La nostalgia ha demostrado ser un potente y atractivo recurso tanto para narradores como para los consumidores. Usado como fin vertebrador de infinidad de narraciones desde hace ya bastante tiempo, es posible que sufra desgaste, pero es que además está la otra movida: la nostalgia no siempre es para todos. No porque uno pueda aborrecerla, sino porque, para sentirla, a menudo es necesario que el espectador (en el caso del cine) haya vivido o presenciado algo similar a lo que ve. No siempre, claro, basta con contar las cosas bien o con manipularte como es debido (mira ahí Cinema Paradiso), lo cual no es tan fácil como parece. En cualquier caso, está demostrado que es algo que funciona y ya no importa ni la edad del consumidor ni, como decía, sus propias vivencias. De hecho, es un recurso que funciona más allá del cine o la ficción en general, porque sirve hasta de llanto entre los más mayores y no tan mayores. Un sentimiento que, incluso desde la queja, permite que alguien ligeramente olvidado vuelva a ser considerado relevante, aunque sea por la cantidad de gente anónima que argumenta en contra de sus afirmaciones, como la de «en los 80 disfrutábamos de más libertad que ahora». Frases, ensayos, libros o películas que, tras su fachada nostálgica, a menudo esconden una única verdad: que por aquel entonces los autores de una frase o de una obra eran personas jóvenes, tenían algo que ofrecer a los demás o su persona todavía interesaba a alguien.
En La gran juventud, los traductores del título original Les amandiers lo saben y por eso van al grano. La película, dirigida por Valeria Bruni Tedeschi y coescrita a seis manos junto a Noémie Lvovsky y Agnès de Sacy, da la sensación de contar una historia de tintes autobiográficos de las propias autoras, y más concretamente de la directora, dada la necesidad de mostrar a la protagonista con un casoplón y un mayordomo. De ahí se podría desprender la nostalgia, que al final se traduce sobre todo en el ser joven, tener mucha actividad social y vivirlo todo con intensidad. Pero contar una historia en los 80 y sobre gente joven no tiene por qué atraer a nadie si no ofrece algo más. He aquí la principal disyuntiva que produce La gran juventud: ¿la nostalgia puede funcionar cuando es autorreferencial y complaciente? Pues claro, ¿no es eso en sí mismo la nostalgia? Lo que ocurre es que retrata una realidad demasiado particular, la de unos jóvenes —en apariencia— pijos que quieren ser actores y cómo se relacionan mientras estudian en una escuela de actores bastante elitista. Como muchas películas sobre el mundo del teatro han mostrado antes, pasar tanto tiempo juntos y procesando emociones y sentimientos propios y ajenos tiene consecuencias. La gracia está, casi siempre, en cómo se nos cuenta.

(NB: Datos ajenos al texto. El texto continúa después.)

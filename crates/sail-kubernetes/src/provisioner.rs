use std::collections::BTreeMap;
use std::sync::Arc;

use k8s_openapi::api::core::v1::{Secret, Service, ServicePort, ServiceSpec};
use k8s_openapi::apimachinery::pkg::apis::meta::v1::ObjectMeta;
use k8s_openapi::apimachinery::pkg::util::intstr::IntOrString;
use k8s_openapi::ByteString;
use log::info;

use crate::cluster::KubernetesCluster;
use crate::error::{SubmitError, SubmitResult};

/// A port exposed by the driver service.
#[derive(Debug, Clone, PartialEq, Eq)]
pub struct ServicePortSpec {
    pub name: String,
    pub port: u16,
}

impl ServicePortSpec {
    pub fn new(name: impl Into<String>, port: u16) -> Self {
        Self {
            name: name.into(),
            port,
        }
    }

    fn to_service_port(&self) -> ServicePort {
        ServicePort {
            name: Some(self.name.clone()),
            port: i32::from(self.port),
            target_port: Some(IntOrString::Int(i32::from(self.port))),
            protocol: Some("TCP".to_string()),
            ..Default::default()
        }
    }
}

#[derive(Debug, Clone, PartialEq, Eq)]
pub struct SecretRef {
    pub name: String,
}

/// A service created by the provisioner, along with the node ports
/// allocated by the cluster for each named port.
#[derive(Debug, Clone, PartialEq, Eq)]
pub struct ServiceRef {
    pub name: String,
    pub node_ports: BTreeMap<String, u16>,
}

impl ServiceRef {
    pub fn node_port(&self, port_name: &str) -> Option<u16> {
        self.node_ports.get(port_name).copied()
    }

    fn from_service(service: &Service) -> SubmitResult<Self> {
        let name = service
            .metadata
            .name
            .clone()
            .ok_or_else(|| SubmitError::internal("created service has no name"))?;
        let node_ports = service
            .spec
            .iter()
            .flat_map(|spec| spec.ports.iter().flatten())
            .filter_map(|port| {
                let name = port.name.clone()?;
                let node_port = u16::try_from(port.node_port?).ok()?;
                Some((name, node_port))
            })
            .collect();
        Ok(Self { name, node_ports })
    }
}

/// Creates and destroys the ephemeral objects that front the driver pod.
/// Every call is a single round trip to the control plane.
#[derive(Clone)]
pub struct ResourceProvisioner {
    cluster: Arc<dyn KubernetesCluster>,
}

impl ResourceProvisioner {
    pub fn new(cluster: Arc<dyn KubernetesCluster>) -> Self {
        Self { cluster }
    }

    pub async fn create_secret(
        &self,
        name: &str,
        labels: &BTreeMap<String, String>,
        payload: BTreeMap<String, Vec<u8>>,
    ) -> SubmitResult<SecretRef> {
        let secret = Secret {
            metadata: ObjectMeta {
                name: Some(name.to_string()),
                labels: Some(labels.clone()),
                ..Default::default()
            },
            data: Some(
                payload
                    .into_iter()
                    .map(|(k, v)| (k, ByteString(v)))
                    .collect(),
            ),
            type_: Some("Opaque".to_string()),
            ..Default::default()
        };
        let secret = self.cluster.create_secret(&secret).await?;
        let name = secret.metadata.name.unwrap_or_else(|| name.to_string());
        info!("created submission secret {name}");
        Ok(SecretRef { name })
    }

    pub async fn create_service(
        &self,
        name: &str,
        labels: &BTreeMap<String, String>,
        selector: &BTreeMap<String, String>,
        ports: &[ServicePortSpec],
        service_type: &str,
    ) -> SubmitResult<ServiceRef> {
        let service = Service {
            metadata: ObjectMeta {
                name: Some(name.to_string()),
                labels: Some(labels.clone()),
                ..Default::default()
            },
            spec: Some(ServiceSpec {
                type_: Some(service_type.to_string()),
                selector: Some(selector.clone()),
                ports: Some(ports.iter().map(|x| x.to_service_port()).collect()),
                ..Default::default()
            }),
            status: None,
        };
        let service = self.cluster.create_service(&service).await?;
        let service = ServiceRef::from_service(&service)?;
        info!(
            "created driver service {} with node ports {:?}",
            service.name, service.node_ports
        );
        Ok(service)
    }

    pub async fn delete_secret(&self, secret: &SecretRef) -> SubmitResult<()> {
        self.cluster.delete_secret(&secret.name).await
    }

    pub async fn delete_service(&self, service: &ServiceRef) -> SubmitResult<()> {
        self.cluster.delete_service(&service.name).await
    }

    /// Replaces the ports and the type of the service.
    pub async fn reconfigure_service(
        &self,
        service: &ServiceRef,
        ports: &[ServicePortSpec],
        service_type: &str,
    ) -> SubmitResult<ServiceRef> {
        let spec = ServiceSpec {
            type_: Some(service_type.to_string()),
            ports: Some(ports.iter().map(|x| x.to_service_port()).collect()),
            ..Default::default()
        };
        let updated = self.cluster.patch_service(&service.name, &spec).await?;
        info!(
            "reconfigured driver service {} as {service_type} exposing {:?}",
            service.name,
            ports.iter().map(|x| &x.name).collect::<Vec<_>>()
        );
        ServiceRef::from_service(&updated)
    }
}
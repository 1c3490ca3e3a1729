//! Names shared by the submission client and the driver launcher running in the driver image.

pub const SPARK_APP_ID_LABEL: &str = "spark-app-id";
pub const SPARK_APP_NAME_LABEL: &str = "spark-app-name";
pub const SPARK_DRIVER_LABEL: &str = "spark-driver";

pub const DRIVER_CONTAINER_NAME: &str = "spark-kubernetes-driver";

pub const SUBMISSION_SECRET_NAME_PREFIX: &str = "spark-submission-server-secret";
pub const SUBMISSION_SECRET_KEY: &str = "spark-submission-server-secret";
pub const SUBMISSION_SECRET_VOLUME_NAME: &str = "spark-submission-secret-volume";
pub const SUBMISSION_SECRET_BASE_DIR: &str = "/var/run/secrets/spark-submission";
/// The number of random bytes in the submission secret before encoding.
pub const SUBMISSION_SECRET_BYTES: usize = 128;

pub const ENV_SUBMISSION_SECRET_LOCATION: &str = "SPARK_SUBMISSION_SECRET_LOCATION";
pub const ENV_DRIVER_LAUNCHER_SERVER_PORT: &str = "SPARK_DRIVER_LAUNCHER_SERVER_PORT";
pub const ENV_DRIVER_HOST: &str = "SPARK_DRIVER_HOST";

pub const SUBMISSION_SERVER_PORT_NAME: &str = "submit-server";
pub const DRIVER_PORT_NAME: &str = "driver-port";
pub const BLOCK_MANAGER_PORT_NAME: &str = "block-manager";
pub const UI_PORT_NAME: &str = "spark-ui-port";

pub const SERVICE_TYPE_NODE_PORT: &str = "NodePort";
pub const SERVICE_TYPE_CLUSTER_IP: &str = "ClusterIP";

pub const POD_PHASE_RUNNING: &str = "Running";

pub const SUBMISSION_API_PATH: &str = "/v1/submissions";
/// The header carrying the submission secret on every request to the driver launcher.
pub const SUBMISSION_SECRET_HEADER: &str = "x-spark-submission-secret";
pub const CLIENT_SPARK_VERSION: &str = "2.2.0";
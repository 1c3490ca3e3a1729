use tokio::runtime::{Handle, Runtime};

use crate::config::RuntimeConfig;
use crate::error::CommonResult;

/// Owns the Tokio runtime used by the submission client.
/// Watch events, handshake retries, and the caller-facing wait all run on this runtime.
#[derive(Debug)]
pub struct RuntimeManager {
    runtime: Runtime,
}

impl RuntimeManager {
    pub fn try_new(config: &RuntimeConfig) -> CommonResult<Self> {
        let runtime = tokio::runtime::Builder::new_multi_thread()
            .thread_name("sail-submit")
            .thread_stack_size(config.stack_size)
            .enable_all()
            .build()?;
        Ok(Self { runtime })
    }

    pub fn handle(&self) -> &Handle {
        self.runtime.handle()
    }

    pub fn block_on<F: std::future::Future>(&self, future: F) -> F::Output {
        self.runtime.block_on(future)
    }
}
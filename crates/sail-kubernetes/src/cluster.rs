use futures::stream::BoxStream;
use futures::StreamExt;
use k8s_openapi::api::core::v1::{Node, Pod, Secret, Service, ServiceSpec};
use kube::api::{DeleteParams, ListParams, Patch, PatchParams, PostParams};
use kube::config::AuthInfo;
use kube::runtime::watcher;
use kube::{Api, Client, Config};
use log::debug;
use rustls::pki_types::pem::PemObject;
use rustls::pki_types::CertificateDer;

use crate::error::{SubmitError, SubmitResult};
use crate::options::KubernetesClientOptions;

/// A change notification for the watched driver pod.
#[derive(Debug, Clone)]
pub enum PodEvent {
    Added(Pod),
    Modified(Pod),
    Deleted(Pod),
    /// The control plane reported an error and terminated the watch.
    Error(String),
}

pub type PodEventStream = BoxStream<'static, SubmitResult<PodEvent>>;

/// The subset of the Kubernetes API used to launch a driver.
/// All operations are scoped to the namespace of the submission.
#[async_trait::async_trait]
pub trait KubernetesCluster: Send + Sync + 'static {
    async fn create_secret(&self, secret: &Secret) -> SubmitResult<Secret>;
    async fn delete_secret(&self, name: &str) -> SubmitResult<()>;
    async fn create_service(&self, service: &Service) -> SubmitResult<Service>;
    /// Replaces the ports and type of the service with the given spec.
    async fn patch_service(&self, name: &str, spec: &ServiceSpec) -> SubmitResult<Service>;
    async fn delete_service(&self, name: &str) -> SubmitResult<()>;
    async fn create_pod(&self, pod: &Pod) -> SubmitResult<Pod>;
    async fn get_pod(&self, name: &str) -> SubmitResult<Pod>;
    async fn delete_pod(&self, name: &str) -> SubmitResult<()>;
    /// Opens a watch on the pod with the given name.
    /// The stream starts from the current state of the pod, even if it does not exist yet,
    /// and resumes across server-side watch timeouts instead of ending.
    async fn watch_pod(&self, name: &str) -> SubmitResult<PodEventStream>;
    async fn list_nodes(&self) -> SubmitResult<Vec<Node>>;
}

pub struct KubeCluster {
    secrets: Api<Secret>,
    services: Api<Service>,
    pods: Api<Pod>,
    nodes: Api<Node>,
}

impl KubeCluster {
    pub fn new(client: Client, namespace: &str) -> Self {
        Self {
            secrets: Api::namespaced(client.clone(), namespace),
            services: Api::namespaced(client.clone(), namespace),
            pods: Api::namespaced(client.clone(), namespace),
            nodes: Api::all(client),
        }
    }

    pub fn try_new(options: &KubernetesClientOptions) -> SubmitResult<Self> {
        let client = Client::try_from(Self::config(options)?)?;
        Ok(Self::new(client, &options.namespace))
    }

    fn config(options: &KubernetesClientOptions) -> SubmitResult<Config> {
        let cluster_url = options.master_url.parse().map_err(|e| {
            SubmitError::config(format!("invalid master URL {}: {e}", options.master_url))
        })?;
        let mut config = Config::new(cluster_url);
        config.default_namespace = options.namespace.clone();
        if let Some(path) = &options.ca_cert_file {
            let certs = CertificateDer::pem_file_iter(path)
                .and_then(|certs| certs.collect::<Result<Vec<_>, _>>())
                .map_err(|e| {
                    SubmitError::config(format!(
                        "failed to read CA certificate {}: {e}",
                        path.display()
                    ))
                })?;
            config.root_cert = Some(certs.into_iter().map(|x| x.to_vec()).collect());
        }
        if let (Some(key), Some(cert)) = (&options.client_key_file, &options.client_cert_file) {
            config.auth_info = AuthInfo {
                client_key: Some(key.display().to_string()),
                client_certificate: Some(cert.display().to_string()),
                ..Default::default()
            };
        }
        Ok(config)
    }
}

impl PodEvent {
    /// Converts a watcher event, skipping the markers around the initial listing.
    fn from_watcher_event(event: watcher::Event<Pod>) -> Option<Self> {
        match event {
            watcher::Event::InitApply(pod) => Some(PodEvent::Added(pod)),
            watcher::Event::Apply(pod) => Some(PodEvent::Modified(pod)),
            watcher::Event::Delete(pod) => Some(PodEvent::Deleted(pod)),
            watcher::Event::Init | watcher::Event::InitDone => None,
        }
    }
}

#[async_trait::async_trait]
impl KubernetesCluster for KubeCluster {
    async fn create_secret(&self, secret: &Secret) -> SubmitResult<Secret> {
        Ok(self.secrets.create(&PostParams::default(), secret).await?)
    }

    async fn delete_secret(&self, name: &str) -> SubmitResult<()> {
        self.secrets.delete(name, &DeleteParams::default()).await?;
        Ok(())
    }

    async fn create_service(&self, service: &Service) -> SubmitResult<Service> {
        Ok(self.services.create(&PostParams::default(), service).await?)
    }

    async fn patch_service(&self, name: &str, spec: &ServiceSpec) -> SubmitResult<Service> {
        // A JSON merge patch replaces the port list as a whole.
        let patch = serde_json::json!({
            "spec": {
                "type": spec.type_,
                "ports": spec.ports,
            }
        });
        Ok(self
            .services
            .patch(name, &PatchParams::default(), &Patch::Merge(&patch))
            .await?)
    }

    async fn delete_service(&self, name: &str) -> SubmitResult<()> {
        self.services.delete(name, &DeleteParams::default()).await?;
        Ok(())
    }

    async fn create_pod(&self, pod: &Pod) -> SubmitResult<Pod> {
        Ok(self.pods.create(&PostParams::default(), pod).await?)
    }

    async fn get_pod(&self, name: &str) -> SubmitResult<Pod> {
        Ok(self.pods.get(name).await?)
    }

    async fn delete_pod(&self, name: &str) -> SubmitResult<()> {
        self.pods.delete(name, &DeleteParams::default()).await?;
        Ok(())
    }

    async fn watch_pod(&self, name: &str) -> SubmitResult<PodEventStream> {
        let config = watcher::Config::default().fields(&format!("metadata.name={name}"));
        debug!("watching pod {name}");
        Ok(watcher::watcher(self.pods.clone(), config)
            .filter_map(|event| async move {
                match event {
                    Ok(event) => PodEvent::from_watcher_event(event).map(Ok),
                    Err(watcher::Error::WatchError(e)) => Some(Ok(PodEvent::Error(e.to_string()))),
                    Err(e) => Some(Err(SubmitError::WatchClosed(e.to_string()))),
                }
            })
            .boxed())
    }

    async fn list_nodes(&self) -> SubmitResult<Vec<Node>> {
        Ok(self.nodes.list(&ListParams::default()).await?.items)
    }
}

La gran juventud no es ni la mejor juventud, ni muestra una juventud en marcha. Es, sobre todo, una historia un tanto sosa que abandona a personajes secundarios y les da valor según les interesa, dejando historias interesantes como lo que aparentemente fueron para sus protagonistas: algo que no les pilló de lleno, que les afectó también, pero no mucho. Porque, al final, lo de la nostalgia por la década de los 80, en este caso, es un poco como lo del viejo de 100 años que te cuenta que lleva fumando sin parar desde los 12 y sigue con una salud de hierro. El superviviente cuenta su versión, mientras que el resto de los muertos por cáncer de pulmón a los 60 no dicen ni mu. Por eso, si el mundo del teatro y los actores te interesa, y en cierto modo las historias de juventud (aunque aquí un poco sosas y repetitivas todas), es posible que esta película te interese. Es muy francesa, a veces intenta ser italiana y, en general, la música escogida a lo largo del film la eleva lo suficiente como para salir contento de su visionado. La elección musical y de la fotografía son sin duda lo mejor, además de las actuaciones. Porque La gran juventud es cine bien hecho, aunque no siempre funciona. En sus momentos buenos, es compasiva con sus personajes y conmovedora en general. La obsesión de esta reseña por la nostalgia, por ejemplo, existe cuando nos muestran algunas experiencias mínimas que sabemos que marcarán a sus protagonistas. Porque, en las relaciones personales, hay una realidad que asusta un poco, y es la de que muchas veces los recuerdos se nos van con las personas que los viven con nosotros, que algunas conversaciones dejan de existir también cuando con quien las puedes tener deja de estar. Reflexiones que se mostraban con mayor fuerza en Los pasajeros de la noche, por ejemplo, una película de tono y textura similares, también centrada en la década de los 80, y que tiene en común con esta el uso de la buena música y también la droga, pero cuyo desarrollo y descripción de los personajes es bastante menos estereotipada.